## [WORK REQUIRED]
Please set down exactly the lines of the listing below from the line containing "alloc.cpu_cores, self.cpu_cores.available" through the line containing "the classes auto-scaling", both lines included, leaving out all other lines.
(INFORMATION GIVEN Opens)
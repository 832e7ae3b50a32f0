//! Resource pool domain model.
//!
//! Pools own aggregate capacity counters for their member runners. The
//! counter invariant `reserved + available == total` holds for every
//! resource class at all times; `reserve` and `release` are the only
//! mutators and refuse to drive any counter negative.

use chrono::{DateTime, Timelike, Utc};
use serde::{Deserialize, Serialize};

use super::job::JobPriority;

/// One resource class counter. All units are class-specific (cores, MiB).
#[derive(Debug, Clone, Copy, PartialEq, Serialize, Deserialize)]
pub struct ResourceCounter {
    pub total: f64,
    pub available: f64,
    pub reserved: f64,
}

impl ResourceCounter {
    pub fn new(total: f64) -> Self {
        Self { total, available: total, reserved: 0.0 }
    }

    /// Reserve `amount`; fails without mutating when insufficient.
    pub fn reserve(&mut self, amount: f64) -> Result<(), f64> {
        if amount < 0.0 || amount > self.available + f64::EPSILON {
            return Err(self.available);
        }
        self.available -= amount;
        self.reserved += amount;
        debug_assert!(self.holds_invariant());
        Ok(())
    }

    /// Release `amount`, clamped so reserved never goes negative.
    pub fn release(&mut self, amount: f64) {
        let amount = amount.max(0.0).min(self.reserved);
        self.reserved -= amount;
        self.available += amount;
        debug_assert!(self.holds_invariant());
    }

    pub fn holds_invariant(&self) -> bool {
        (self.reserved + self.available - self.total).abs() < 1e-6
            && self.reserved >= -1e-9
            && self.available >= -1e-9
    }

    /// Utilization fraction in [0, 1].
    pub fn utilization(&self) -> f64 {
        if self.total <= 0.0 {
            0.0
        } else {
            (self.reserved / self.total).clamp(0.0, 1.0)
        }
    }
}

/// A concrete amount reserved for one job.
#[derive(Debug, Clone, Copy, Default, PartialEq, Serialize, Deserialize)]
pub struct ResourceAllocation {
    pub cpu_cores: f64,
    pub memory_mb: f64,
    pub disk_mb: f64,
    pub gpu_count: u32,
}

impl ResourceAllocation {
    pub fn new(cpu_cores: f64, memory_mb: f64, disk_mb: f64) -> Self {
        Self { cpu_cores, memory_mb, disk_mb, gpu_count: 0 }
    }
}

/// Strategy for choosing a preemption victim.
#[derive(Debug, Clone, Copy, PartialEq, Eq, Serialize, Deserialize)]
#[serde(rename_all = "snake_case")]
pub enum PreemptionStrategy {
    LowestPriority,
    ShortestRemaining,
    LeastProgress,
    NewestJob,
}

impl Default for PreemptionStrategy {
    fn default() -> Self {
        Self::LowestPriority
    }
}

/// Pool preemption policy.
#[derive(Debug, Clone, PartialEq, Serialize, Deserialize)]
pub struct PreemptionPolicy {
    pub enabled: bool,
    /// Incoming jobs at least this urgent may preempt.
    pub priority_threshold: JobPriority,
    /// Soft-stop window before the victim is terminated.
    pub grace_period_secs: u64,
    pub strategy: PreemptionStrategy,
}

impl Default for PreemptionPolicy {
    fn default() -> Self {
        Self {
            enabled: false,
            priority_threshold: JobPriority::High,
            grace_period_secs: 300,
            strategy: PreemptionStrategy::default(),
        }
    }
}

/// A recurring daily interval during which the pool accepts jobs of at
/// least a given priority.
#[derive(Debug, Clone, Copy, PartialEq, Eq, Serialize, Deserialize)]
pub struct SchedulingWindow {
    /// Inclusive start hour (0-23, UTC).
    pub start_hour: u32,
    /// Exclusive end hour (1-24, UTC). A window may wrap midnight.
    pub end_hour: u32,
    /// Only jobs at least this urgent are admitted during the window.
    pub min_priority: JobPriority,
}

impl SchedulingWindow {
    /// Whether `at` falls inside the window and `priority` is urgent enough.
    pub fn admits(&self, at: DateTime<Utc>, priority: JobPriority) -> bool {
        let hour = at.hour();
        let inside = if self.start_hour <= self.end_hour {
            hour >= self.start_hour && hour < self.end_hour
        } else {
            // Wraps midnight
            hour >= self.start_hour || hour < self.end_hour
        };
        inside && priority.at_least(self.min_priority)
    }
}

/// Per-pool scheduling policies.
#[derive(Debug, Clone, PartialEq, Serialize, Deserialize)]
pub struct PoolPolicies {
    pub max_jobs_per_runner: u32,
    pub max_cpu_utilization: f64,
    pub max_memory_utilization: f64,
    pub preemption: PreemptionPolicy,
    /// Per-job ceiling; jobs asking more are ineligible for the pool.
    pub max_job_cpu_cores: f64,
    pub max_job_memory_mb: f64,
    /// Job workflow names explicitly allowed. Empty means allow all.
    pub allowed_job_types: Vec<String>,
    pub blocked_job_types: Vec<String>,
    /// When empty, the pool is always open.
    pub scheduling_windows: Vec<SchedulingWindow>,
}

impl Default for PoolPolicies {
    fn default() -> Self {
        Self {
            max_jobs_per_runner: 4,
            max_cpu_utilization: 0.9,
            max_memory_utilization: 0.9,
            preemption: PreemptionPolicy::default(),
            max_job_cpu_cores: 16.0,
            max_job_memory_mb: 65536.0,
            allowed_job_types: Vec::new(),
            blocked_job_types: Vec::new(),
            scheduling_windows: Vec::new(),
        }
    }
}

impl PoolPolicies {
    /// Whether the workflow name passes the allow/block lists.
    pub fn admits_job_type(&self, workflow: &str) -> bool {
        if self.blocked_job_types.iter().any(|b| b == workflow) {
            return false;
        }
        self.allowed_job_types.is_empty() || self.allowed_job_types.iter().any(|a| a == workflow)
    }

    /// Whether any scheduling window admits the job now. An empty window
    /// list always admits.
    pub fn window_admits(&self, at: DateTime<Utc>, priority: JobPriority) -> bool {
        self.scheduling_windows.is_empty()
            || self.scheduling_windows.iter().any(|w| w.admits(at, priority))
    }
}

/// Pool lifecycle status.
#[derive(Debug, Clone, Copy, PartialEq, Eq, Serialize, Deserialize)]
#[serde(rename_all = "snake_case")]
pub enum PoolStatus {
    Active,
    Draining,
    Disabled,
}

impl Default for PoolStatus {
    fn default() -> Self {
        Self::Active
    }
}

/// Aggregate capacity for a pool, one counter per resource class.
#[derive(Debug, Clone, PartialEq, Serialize, Deserialize)]
pub struct PoolCapacity {
    pub cpu_cores: ResourceCounter,
    pub memory_mb: ResourceCounter,
    pub disk_mb: ResourceCounter,
    pub bandwidth_mbps: ResourceCounter,
    pub gpus: ResourceCounter,
}

impl PoolCapacity {
    pub fn new(cpu_cores: f64, memory_mb: f64, disk_mb: f64) -> Self {
        Self {
            cpu_cores: ResourceCounter::new(cpu_cores),
            memory_mb: ResourceCounter::new(memory_mb),
            disk_mb: ResourceCounter::new(disk_mb),
            bandwidth_mbps: ResourceCounter::new(10_000.0),
            gpus: ResourceCounter::new(0.0),
        }
    }

    /// Reserve across all classes atomically: either every class reserves
    /// or none does.
    pub fn reserve(&mut self, alloc: &ResourceAllocation) -> Result<(), String> {
        if self.cpu_cores.reserve(alloc.cpu_cores).is_err() {
            return Err(format!(
                "insufficient cpu: requested {} available {}",
                alloc.cpu_cores, self.cpu_cores.available
            ));
        }
        if self.memory_mb.reserve(alloc.memory_mb).is_err() {
            self.cpu_cores.release(alloc.cpu_cores);
            return Err(format!(
                "insufficient memory: requested {} available {}",
                alloc.memory_mb, self.memory_mb.available
            ));
        }
        if self.disk_mb.reserve(alloc.disk_mb).is_err() {
            self.cpu_cores.release(alloc.cpu_cores);
            self.memory_mb.release(alloc.memory_mb);
            return Err(format!(
                "insufficient disk: requested {} available {}",
                alloc.disk_mb, self.disk_mb.available
            ));
        }
        if alloc.gpu_count > 0 {
            if self.gpus.reserve(f64::from(alloc.gpu_count)).is_err() {
                self.cpu_cores.release(alloc.cpu_cores);
                self.memory_mb.release(alloc.memory_mb);
                self.disk_mb.release(alloc.disk_mb);
                return Err("insufficient gpus".to_string());
            }
        }
        Ok(())
    }

    /// Return a previous reservation in full.
    pub fn release(&mut self, alloc: &ResourceAllocation) {
        self.cpu_cores.release(alloc.cpu_cores);
        self.memory_mb.release(alloc.memory_mb);
        self.disk_mb.release(alloc.disk_mb);
        if alloc.gpu_count > 0 {
            self.gpus.release(f64::from(alloc.gpu_count));
        }
    }

    pub fn holds_invariant(&self) -> bool {
        self.cpu_cores.holds_invariant()
            && self.memory_mb.holds_invariant()
            && self.disk_mb.holds_invariant()
            && self.bandwidth_mbps.holds_invariant()
            && self.gpus.holds_invariant()
    }

    /// Highest utilization across cpu and memory, the classes auto-scaling
    /// watches.
    pub fn pressure(&self) -> f64 {
        self.cpu_cores.utilization().max(self.memory_mb.utilization())
    }
}

/// A pool of runners with shared capacity accounting.
#[derive(Debug, Clone, PartialEq, Serialize, Deserialize)]
pub struct ResourcePool {
    pub id: String,
    pub capacity: PoolCapacity,
    /// Member runner ids.
    pub runners: Vec<String>,
    pub policies: PoolPolicies,
    pub status: PoolStatus,
}

impl ResourcePool {
    pub fn new(id: impl Into<String>, capacity: PoolCapacity) -> Self {
        Self {
            id: id.into(),
            capacity,
            runners: Vec::new(),
            policies: PoolPolicies::default(),
            status: PoolStatus::Active,
        }
    }

    pub fn with_runners(mut self, runners: impl IntoIterator<Item = impl Into<String>>) -> Self {
        self.runners = runners.into_iter().map(Into::into).collect();
        self
    }

    pub fn with_policies(mut self, policies: PoolPolicies) -> Self {
        self.policies = policies;
        self
    }

    /// Public invariant check: `reserved + available == total` per class.
    pub fn verify_invariant(&self) -> bool {
        self.capacity.holds_invariant()
    }
}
(INFORMATION GIVEN Closes)
## [SOLUTION]
                alloc.cpu_cores, self.cpu_cores.available
            ));
        }
        if self.memory_mb.reserve(alloc.memory_mb).is_err() {
            self.cpu_cores.release(alloc.cpu_cores);
            return Err(format!(
                "insufficient memory: requested {} available {}",
                alloc.memory_mb, self.memory_mb.available
            ));
        }
        if self.disk_mb.reserve(alloc.disk_mb).is_err() {
            self.cpu_cores.release(alloc.cpu_cores);
            self.memory_mb.release(alloc.memory_mb);
            return Err(format!(
                "insufficient disk: requested {} available {}",
                alloc.disk_mb, self.disk_mb.available
            ));
        }
        if alloc.gpu_count > 0 {
            if self.gpus.reserve(f64::from(alloc.gpu_count)).is_err() {
                self.cpu_cores.release(alloc.cpu_cores);
                self.memory_mb.release(alloc.memory_mb);
                self.disk_mb.release(alloc.disk_mb);
                return Err("insufficient gpus".to_string());
            }
        }
        Ok(())
    }

    /// Return a previous reservation in full.
    pub fn release(&mut self, alloc: &ResourceAllocation) {
        self.cpu_cores.release(alloc.cpu_cores);
        self.memory_mb.release(alloc.memory_mb);
        self.disk_mb.release(alloc.disk_mb);
        if alloc.gpu_count > 0 {
            self.gpus.release(f64::from(alloc.gpu_count));
        }
    }

    pub fn holds_invariant(&self) -> bool {
        self.cpu_cores.holds_invariant()
            && self.memory_mb.holds_invariant()
            && self.disk_mb.holds_invariant()
            && self.bandwidth_mbps.holds_invariant()
            && self.gpus.holds_invariant()
    }

    /// Highest utilization across cpu and memory, the classes auto-scaling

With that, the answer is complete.